Grausame Töchter (MS Stubnitz)

Grausame Töchter
Grausame Töchter

Die MS Stubnitz war einst ein Kühlschiff der DDR-Hochseefischfangflotte, 1965 erbaut. 1992 wurde das Schiff zu einem Kulturschiff für Konzerte, Aufführungen und Ausstellungen umgebaut und wird seit 1998 vom Rostocker Verein Kulturschiff Stubnitz e.V. betrieben.
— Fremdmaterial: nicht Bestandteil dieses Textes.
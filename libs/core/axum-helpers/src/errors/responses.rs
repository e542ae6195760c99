//! Reusable OpenAPI response types for consistent API documentation.

use super::ErrorResponse;
#[allow(unused_imports)]
use serde_json::json;
use utoipa::ToResponse;

#[derive(ToResponse)]
#[response(
    description = "Internal Server Error",
    content_type = "application/json",
    example = json!({
        "code": 2005,
        "error": "DATABASE_SERVER_SELECTION",
        "message": "Failed to fetch characters"
    })
)]
pub struct InternalServerErrorResponse(pub ErrorResponse);

#[derive(ToResponse)]
#[response(
    description = "Bad Request - Schema Validation Error",
    content_type = "application/json",
    example = json!({
        "code": 1001,
        "error": "VALIDATION_ERROR",
        "message": "The submitted data is not valid to create a character",
        "details": {
            "errors": [
                {
                    "field": "nickname",
                    "code": "required",
                    "message": "must have required property 'nickname'",
                    "params": {"missingProperty": "nickname"}
                }
            ]
        }
    })
)]
pub struct BadRequestValidationResponse(pub ErrorResponse);

#[derive(ToResponse)]
#[response(
    description = "Bad Request - Invalid ObjectId",
    content_type = "application/json",
    example = json!({
        "code": 1002,
        "error": "INVALID_OBJECT_ID",
        "message": "Invalid id: not-an-id"
    })
)]
pub struct BadRequestObjectIdResponse(pub ErrorResponse);

#[derive(ToResponse)]
#[response(
    description = "Bad Request - Missing or malformed parameter",
    content_type = "application/json",
    example = json!({
        "code": 1006,
        "error": "BAD_REQUEST",
        "message": "Query parameter \"nickname\" is required"
    })
)]
pub struct BadRequestResponse(pub ErrorResponse);

#[derive(ToResponse)]
#[response(
    description = "Resource not found",
    content_type = "application/json",
    example = json!({
        "code": 1004,
        "error": "NOT_FOUND",
        "message": "Character not found with id: 65f0c0ffee0ddba11ad5eed5"
    })
)]
pub struct NotFoundResponse(pub ErrorResponse);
Seit 2014 liegt das Schiff im Hamburger Hafengebiet, dort, wo derzeit die Hafen City entsteht, und wird vor allem als schwimmender Club und als Konzerthalle genutzt.

Eines der Konzerte betritt Ende November 2018 die in Hamburg gegründete Frauenkapelle Grausame Töchter, unterstützt von den Musikkünstlern „Betonbraut“, „Devil-M“, „Barabaz“ und „Unterschicht.“ 

Betonbraut ist eine an das Grand Guignol erinnernde mehr oder weniger One-Women Musikperformance aus dem Umfeld der Grausamen Töchter. Sie bestritt den Auftakt-Gig am frühen Abend des kleinen Dark Wave-Festivals, performte in einer morbiden Show einen symbolischen Selbstmord und ließ sich zum Schluss einen Jutesack über den Kopf stülpen.
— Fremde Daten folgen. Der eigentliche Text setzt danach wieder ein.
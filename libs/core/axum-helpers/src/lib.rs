//! # Axum Helpers
//!
//! Shared building blocks for the HTTP services in this workspace.
//!
//! - **[`server`]**: router assembly, health checks, graceful shutdown
//! - **[`http`]**: CORS and security-header middleware
//! - **[`errors`]**: structured error responses with error codes
//! - **[`extractors`]**: ObjectId path extractor
//!
//! ## Quick Start
//!
//! ```ignore
//! use axum::Router;
//! use axum_helpers::server::{create_production_app, create_router};
//! use core_config::server::ServerConfig;
//! use utoipa::OpenApi;
//!
//! #[derive(OpenApi)]
//! #[openapi(paths())]
//! struct ApiDoc;
//!
//! let config = ServerConfig::default();
//! let router = create_router::<ApiDoc>(Router::new(), &config);
//! create_production_app(router, &config, Duration::from_secs(30), async {}).await?;
//! ```

pub mod errors;
pub mod extractors;
pub mod http;
pub mod server;

pub use server::{
    HealthCheckFuture, HealthResponse, create_production_app, create_router, health_router,
    run_health_checks, serve_with_cleanup, shutdown_signal,
};

pub use http::{create_cors_layer, security_headers};

pub use errors::{AppError, ErrorCode, ErrorResponse};

pub use extractors::ObjectIdPath;
//! The legacy `jabber:iq:auth` driver (XEP-0078).
//!
//! Grounded on `wocky-jabber-auth.c`/`.h`: a two-round IQ exchange — first
//! discover which fields the server wants (plaintext `password` vs.
//! `digest`), then submit them — used as a fallback when SASL is
//! unavailable or the connector is configured for `legacy` auth.

use jid::Jid;

use crate::auth::mechanisms::jabber_auth_digest;
use crate::error::AuthError;
use crate::stanza::{Stanza, StanzaErrorCondition};
use crate::xml::Element;
use crate::xmlstream::{FramedXmlReader, FramedXmlWriter};

const NS_JABBER_AUTH: &str = "jabber:iq:auth";
const NS_JABBER_CLIENT: &str = "jabber:client";

async fn send_and_await<R, W>(
    reader: &FramedXmlReader<R>,
    writer: &FramedXmlWriter<W>,
    iq: Element,
    expected_id: &str,
) -> Result<Stanza, AuthError>
where
    R: tokio::io::AsyncRead + Unpin,
    W: tokio::io::AsyncWrite + Unpin,
{
    writer
        .send_stanza(&iq)
        .await
        .map_err(|_| AuthError::Connreset)?;
    loop {
        let stanza = reader
            .recv_stanza()
            .await
            .map_err(|_| AuthError::Connreset)?
            .ok_or(AuthError::Connreset)?;
        if stanza.is_iq() && stanza.id.as_deref() == Some(expected_id) {
            return Ok(stanza);
        }
        // Anything else arriving mid-handshake is out of scope for this
        // driver; the connector hasn't handed control to the porter yet.
    }
}

fn map_iq_error(stanza: &Stanza) -> AuthError {
    match stanza.stanza_error() {
        Some(err) => match err.condition {
            StanzaErrorCondition::NotAuthorized | StanzaErrorCondition::Forbidden => {
                AuthError::NotAuthorized
            }
            StanzaErrorCondition::Conflict => AuthError::ResourceConflict,
            StanzaErrorCondition::NotAcceptable | StanzaErrorCondition::BadRequest => {
                AuthError::InvalidReply
            }
            _ => AuthError::Failure,
        },
        None => AuthError::Failure,
    }
}

/// Run the full legacy auth exchange: discover fields, then authenticate.
pub async fn legacy_auth<R, W>(
    reader: &FramedXmlReader<R>,
    writer: &FramedXmlWriter<W>,
    new_id: impl Fn() -> String,
    jid: &Jid,
    password: &str,
    resource: &str,
    stream_id: &str,
) -> Result<(), AuthError>
where
    R: tokio::io::AsyncRead + Unpin,
    W: tokio::io::AsyncWrite + Unpin,
{
    let username = jid.node().ok_or(AuthError::NoCredentials)?;

    let discover_id = new_id();
    let discover = Element::new("iq", NS_JABBER_CLIENT)
        .with_attr("type", "get")
        .with_attr("id", discover_id.clone())
        .with_child(
            Element::new("query", NS_JABBER_AUTH)
                .with_child(Element::new("username", NS_JABBER_AUTH).with_text(username)),
        );
    let discover_result = send_and_await(reader, writer, discover, &discover_id).await?;
    if discover_result.sub_kind.is_error() {
        return Err(map_iq_error(&discover_result));
    }
    let query = discover_result
        .root
        .get_child("query", NS_JABBER_AUTH)
        .ok_or(AuthError::InvalidReply)?;
    let wants_digest = query.get_child("digest", NS_JABBER_AUTH).is_some();
    log::debug!(
        "Legacy auth for {username}: server wants {}",
        if wants_digest { "digest" } else { "plaintext password" }
    );

    let mut query_el = Element::new("query", NS_JABBER_AUTH)
        .with_child(Element::new("username", NS_JABBER_AUTH).with_text(username))
        .with_child(Element::new("resource", NS_JABBER_AUTH).with_text(resource));
    if wants_digest {
        let digest = jabber_auth_digest(stream_id, password);
        query_el = query_el.with_child(Element::new("digest", NS_JABBER_AUTH).with_text(digest));
    } else {
        query_el =
            query_el.with_child(Element::new("password", NS_JABBER_AUTH).with_text(password));
    }

    let submit_id = new_id();
    let submit = Element::new("iq", NS_JABBER_CLIENT)
        .with_attr("type", "set")
        .with_attr("id", submit_id.clone())
        .with_child(query_el);
    let submit_result = send_and_await(reader, writer, submit, &submit_id).await?;
    if submit_result.sub_kind.is_error() {
        let err = map_iq_error(&submit_result);
        log::warn!("Legacy auth rejected: {err}");
        return Err(err);
    }
    Ok(())
}

#[cfg(test)]
mod tests {
    use super::*;
    use crate::xmlstream::FramedXmlConnection;
    use tokio::io::duplex;

    async fn open_pair() -> (FramedXmlConnection<tokio::io::DuplexStream>, FramedXmlConnection<tokio::io::DuplexStream>) {
        let (a, b) = duplex(8192);
        let client = FramedXmlConnection::new(a);
        let server = FramedXmlConnection::new(b);
        let attrs = [("xmlns", "jabber:client")];
        let _ = tokio::join!(client.send_open(&attrs), server.recv_open());
        let _ = tokio::join!(server.send_open(&attrs), client.recv_open());
        (client, server)
    }

    #[tokio::test]
    async fn successful_plaintext_round_trip() {
        let (client, server) = open_pair().await;
        let jid: Jid = "juliet@example.com".parse().unwrap();

        let server_task = tokio::spawn(async move {
            let discover = server.recv_stanza().await.unwrap().unwrap();
            let result = Element::new("iq", NS_JABBER_CLIENT)
                .with_attr("type", "result")
                .with_attr("id", discover.id.clone().unwrap())
                .with_child(
                    Element::new("query", NS_JABBER_AUTH)
                        .with_child(Element::new("password", NS_JABBER_AUTH))
                        .with_child(Element::new("resource", NS_JABBER_AUTH)),
                );
            server.send_stanza(&result).await.unwrap();

            let submit = server.recv_stanza().await.unwrap().unwrap();
            let query = submit.root.get_child("query", NS_JABBER_AUTH).unwrap();
            let pw = query.get_child("password", NS_JABBER_AUTH).unwrap();
            assert_eq!(pw.text.as_deref(), Some("r0m30"));
            let ok = Element::new("iq", NS_JABBER_CLIENT)
                .with_attr("type", "result")
                .with_attr("id", submit.id.clone().unwrap());
            server.send_stanza(&ok).await.unwrap();
        });

        let counter = std::cell::Cell::new(0u32);
        let new_id = move || {
            counter.set(counter.get() + 1);
            format!("legacy{}", counter.get())
        };
        let (reader, writer) = client.split();
        legacy_auth(&reader, &writer, new_id, &jid, "r0m30", "balcony", "s1d")
            .await
            .unwrap();
        server_task.await.unwrap();
    }
}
Es folgte ein Auftritt von Devil-M, einer Elektro-Metal-Band – nette Jungs, die aber in Ork-Kostümen auftreten und laute Stücke mit düsteren Titeln zum Vortrag brachten.
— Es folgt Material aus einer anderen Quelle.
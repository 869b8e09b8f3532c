//! The framed XML connection: the lowest layer, wrapping a byte stream
//! with stream-open/stanza/stream-close framing and a
//! one-send/one-recv-in-flight contract.
//!
//! Grounded on `wocky-xmpp-connection.c`'s method surface (`send_open`,
//! `recv_open`, `send_stanza`, `recv_stanza`, `send_close`, `force_close`,
//! `send_whitespace_ping`, `reset`, `new_id`): explicit named async
//! operations rather than a `Stream`/`Sink` pair, since `recv_stanza` and
//! `send_stanza` need independent, concurrently-driven halves for a
//! porter to own a read loop and a write queue at once. This module does
//! its own split into [`FramedXmlReader`]/[`FramedXmlWriter`] to get that.

use std::sync::atomic::{AtomicBool, AtomicU64, Ordering};
use std::sync::Arc;

use rand::Rng;
use tokio::io::{split, AsyncRead, AsyncWrite, AsyncWriteExt, ReadHalf, WriteHalf};
use tokio::sync::Mutex;

use crate::error::FramedConnectionError;
use crate::stanza::Stanza;
use crate::xml::{write_element, write_start_tag, BodyEvent, Element, XmlParseError, XmlReader};

fn map_parse_err(e: XmlParseError) -> FramedConnectionError {
    if e.0.starts_with("eof") {
        FramedConnectionError::Eos
    } else {
        FramedConnectionError::Parse(e.0)
    }
}

struct ReaderState<R> {
    reader: XmlReader<R>,
    opened: bool,
    closed: bool,
}

struct WriterState<W> {
    io: W,
    opened: bool,
    closed: bool,
}

/// Shared id generator: a per-connection random prefix plus a monotonic
/// counter, so ids stay unique across a `reset()` (§4.1) without needing
/// any coordination with the peer.
struct IdGen {
    prefix: String,
    counter: AtomicU64,
}

impl IdGen {
    fn new() -> Self {
        let prefix: u32 = rand::thread_rng().gen();
        IdGen {
            prefix: format!("{prefix:08x}"),
            counter: AtomicU64::new(0),
        }
    }

    fn next(&self) -> String {
        let n = self.counter.fetch_add(1, Ordering::Relaxed);
        format!("{}-{}", self.prefix, n)
    }
}

/// One half of a framed XML connection, for reading.
pub struct FramedXmlReader<R> {
    state: Arc<Mutex<ReaderState<R>>>,
    forcibly_closed: Arc<AtomicBool>,
    ids: Arc<IdGen>,
}

/// One half of a framed XML connection, for writing.
pub struct FramedXmlWriter<W> {
    state: Arc<Mutex<WriterState<W>>>,
    forcibly_closed: Arc<AtomicBool>,
    ids: Arc<IdGen>,
}

/// An unsplit framed XML connection. Use [`FramedXmlConnection::split`] to
/// get independent read/write halves for concurrent use (the porter's read
/// loop vs. its send queue); the unsplit form is convenient for the
/// strictly sequential handshake the connector drives.
pub struct FramedXmlConnection<Io> {
    reader: FramedXmlReader<ReadHalf<Io>>,
    writer: FramedXmlWriter<WriteHalf<Io>>,
}

impl<Io: AsyncRead + AsyncWrite + Unpin> FramedXmlConnection<Io> {
    /// Wrap a connected byte stream. Neither direction has sent/received an
    /// opening tag yet.
    pub fn new(io: Io) -> Self {
        let (read_half, write_half) = split(io);
        let forcibly_closed = Arc::new(AtomicBool::new(false));
        let ids = Arc::new(IdGen::new());
        let reader = FramedXmlReader {
            state: Arc::new(Mutex::new(ReaderState {
                reader: XmlReader::new(read_half),
                opened: false,
                closed: false,
            })),
            forcibly_closed: forcibly_closed.clone(),
            ids: ids.clone(),
        };
        let writer = FramedXmlWriter {
            state: Arc::new(Mutex::new(WriterState {
                io: write_half,
                opened: false,
                closed: false,
            })),
            forcibly_closed,
            ids,
        };
        FramedXmlConnection { reader, writer }
    }

    /// Split into independent read/write halves sharing the forcible-close
    /// flag and id generator.
    pub fn split(self) -> (FramedXmlReader<ReadHalf<Io>>, FramedXmlWriter<WriteHalf<Io>>) {
        (self.reader, self.writer)
    }

    /// Borrow the read half without consuming the connection.
    pub fn reader(&self) -> &FramedXmlReader<ReadHalf<Io>> {
        &self.reader
    }

    /// Borrow the write half without consuming the connection.
    pub fn writer(&self) -> &FramedXmlWriter<WriteHalf<Io>> {
        &self.writer
    }

    pub async fn send_open(&self, attrs: &[(&str, &str)]) -> Result<(), FramedConnectionError> {
        self.writer.send_open(attrs).await
    }

    pub async fn recv_open(&self) -> Result<Element, FramedConnectionError> {
        self.reader.recv_open().await
    }

    pub async fn send_stanza(&self, el: &Element) -> Result<(), FramedConnectionError> {
        self.writer.send_stanza(el).await
    }

    pub async fn recv_stanza(&self) -> Result<Option<Stanza>, FramedConnectionError> {
        self.reader.recv_stanza().await
    }

    pub async fn send_close(&self) -> Result<(), FramedConnectionError> {
        self.writer.send_close().await
    }

    pub async fn send_whitespace_ping(&self) -> Result<(), FramedConnectionError> {
        self.writer.send_whitespace_ping().await
    }

    pub async fn force_close(&self) {
        self.writer.force_close().await;
        self.reader.force_close().await;
    }

    /// Mint a locally-unique id, e.g. for an outgoing IQ (§4.6). Distinct
    /// from the server-assigned stream id surfaced by `recv_open` (§9's
    /// two-identifier open question).
    pub fn new_id(&self) -> String {
        self.writer.ids.next()
    }

    /// Tear down the framing and hand back the raw byte stream, e.g. to
    /// wrap it in TLS after a successful STARTTLS negotiation and start a
    /// fresh [`FramedXmlConnection`] over it (`reset`, §4.1). Panics if
    /// this connection has already been [`split`](Self::split) (the
    /// halves are no longer uniquely owned).
    pub fn into_io(self) -> Io {
        let read_half = Arc::try_unwrap(self.reader.state)
            .unwrap_or_else(|_| panic!("into_io called on a split connection"))
            .into_inner()
            .reader
            .into_inner();
        let write_half = Arc::try_unwrap(self.writer.state)
            .unwrap_or_else(|_| panic!("into_io called on a split connection"))
            .into_inner()
            .io;
        tokio::io::unsplit(read_half, write_half)
    }

    /// Re-frame this connection over a new byte stream produced from the
    /// old one, e.g. wrapping the socket in TLS after a successful
    /// STARTTLS negotiation (`reset`, §4.1). Unlike building a fresh
    /// [`FramedXmlConnection::new`] from [`into_io`](Self::into_io)'s
    /// output, the id generator carries over so ids stay unique across
    /// the reset instead of restarting from a new random prefix. Panics
    /// under the same conditions as `into_io`.
    pub async fn reset<Io2, F, Fut, E>(self, transform: F) -> Result<FramedXmlConnection<Io2>, E>
    where
        Io2: AsyncRead + AsyncWrite + Unpin,
        F: FnOnce(Io) -> Fut,
        Fut: std::future::Future<Output = Result<Io2, E>>,
    {
        let ids = self.reader.ids.clone();
        let raw_io = self.into_io();
        let new_io = transform(raw_io).await?;
        let (read_half, write_half) = split(new_io);
        let forcibly_closed = Arc::new(AtomicBool::new(false));
        let reader = FramedXmlReader {
            state: Arc::new(Mutex::new(ReaderState {
                reader: XmlReader::new(read_half),
                opened: false,
                closed: false,
            })),
            forcibly_closed: forcibly_closed.clone(),
            ids: ids.clone(),
        };
        let writer = FramedXmlWriter {
            state: Arc::new(Mutex::new(WriterState {
                io: write_half,
                opened: false,
                closed: false,
            })),
            forcibly_closed,
            ids,
        };
        Ok(FramedXmlConnection { reader, writer })
    }
}

impl<R> Clone for FramedXmlReader<R> {
    fn clone(&self) -> Self {
        FramedXmlReader {
            state: self.state.clone(),
            forcibly_closed: self.forcibly_closed.clone(),
            ids: self.ids.clone(),
        }
    }
}

impl<W> Clone for FramedXmlWriter<W> {
    fn clone(&self) -> Self {
        FramedXmlWriter {
            state: self.state.clone(),
            forcibly_closed: self.forcibly_closed.clone(),
            ids: self.ids.clone(),
        }
    }
}

impl<W: AsyncWrite + Unpin> FramedXmlWriter<W> {
    pub async fn send_open(&self, attrs: &[(&str, &str)]) -> Result<(), FramedConnectionError> {
        let mut guard = self
            .state
            .try_lock()
            .map_err(|_| FramedConnectionError::Pending)?;
        if self.forcibly_closed.load(Ordering::SeqCst) {
            return Err(FramedConnectionError::ForciblyClosed);
        }
        if guard.opened {
            return Err(FramedConnectionError::IsOpen);
        }
        if guard.closed {
            return Err(FramedConnectionError::IsClosed);
        }
        let tag = write_start_tag("stream:stream", attrs);
        guard.io.write_all(tag.as_bytes()).await?;
        guard.io.flush().await?;
        guard.opened = true;
        Ok(())
    }

    pub async fn send_stanza(&self, el: &Element) -> Result<(), FramedConnectionError> {
        let mut guard = self
            .state
            .try_lock()
            .map_err(|_| FramedConnectionError::Pending)?;
        if self.forcibly_closed.load(Ordering::SeqCst) {
            return Err(FramedConnectionError::ForciblyClosed);
        }
        if !guard.opened {
            return Err(FramedConnectionError::NotOpen);
        }
        if guard.closed {
            return Err(FramedConnectionError::IsClosed);
        }
        let bytes = write_element(el);
        guard.io.write_all(bytes.as_bytes()).await?;
        guard.io.flush().await?;
        Ok(())
    }

    pub async fn send_close(&self) -> Result<(), FramedConnectionError> {
        let mut guard = self
            .state
            .try_lock()
            .map_err(|_| FramedConnectionError::Pending)?;
        if self.forcibly_closed.load(Ordering::SeqCst) {
            return Err(FramedConnectionError::ForciblyClosed);
        }
        if !guard.opened {
            return Err(FramedConnectionError::NotOpen);
        }
        if guard.closed {
            return Err(FramedConnectionError::IsClosed);
        }
        guard.io.write_all(b"</stream:stream>").await?;
        guard.io.flush().await?;
        guard.closed = true;
        Ok(())
    }

    pub async fn send_whitespace_ping(&self) -> Result<(), FramedConnectionError> {
        let mut guard = self
            .state
            .try_lock()
            .map_err(|_| FramedConnectionError::Pending)?;
        if self.forcibly_closed.load(Ordering::SeqCst) {
            return Err(FramedConnectionError::ForciblyClosed);
        }
        if !guard.opened {
            return Err(FramedConnectionError::NotOpen);
        }
        if guard.closed {
            return Err(FramedConnectionError::IsClosed);
        }
        guard.io.write_all(b" ").await?;
        guard.io.flush().await?;
        Ok(())
    }

    pub async fn force_close(&self) {
        self.forcibly_closed.store(true, Ordering::SeqCst);
        if let Ok(mut guard) = self.state.try_lock() {
            let _ = guard.io.shutdown().await;
            guard.closed = true;
        }
    }
}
Der nächste Gig war eine One-Man-Electro-Rap-Show von Ainar Barabaz. Die Musik kam komplett aus einem kleinen Mobilgerät, während Barabaz am Bühnenrand gestenreich seine Texte im düsteren Hip-Hop vortrug.

Als letzte Vorgruppe trat schließlich Unterschicht auf, ebenfalls der Dark Electroszene zugehörig, eine drei Personen-Band, in einigen Stücken von einer zusätzlichen Background-Sängerin unterstützt.

In den Umbaupausen unterhielt Desdemona Sin von der Burlesque-Gruppe „Sinderellas“ das Publikum mit Interviews. 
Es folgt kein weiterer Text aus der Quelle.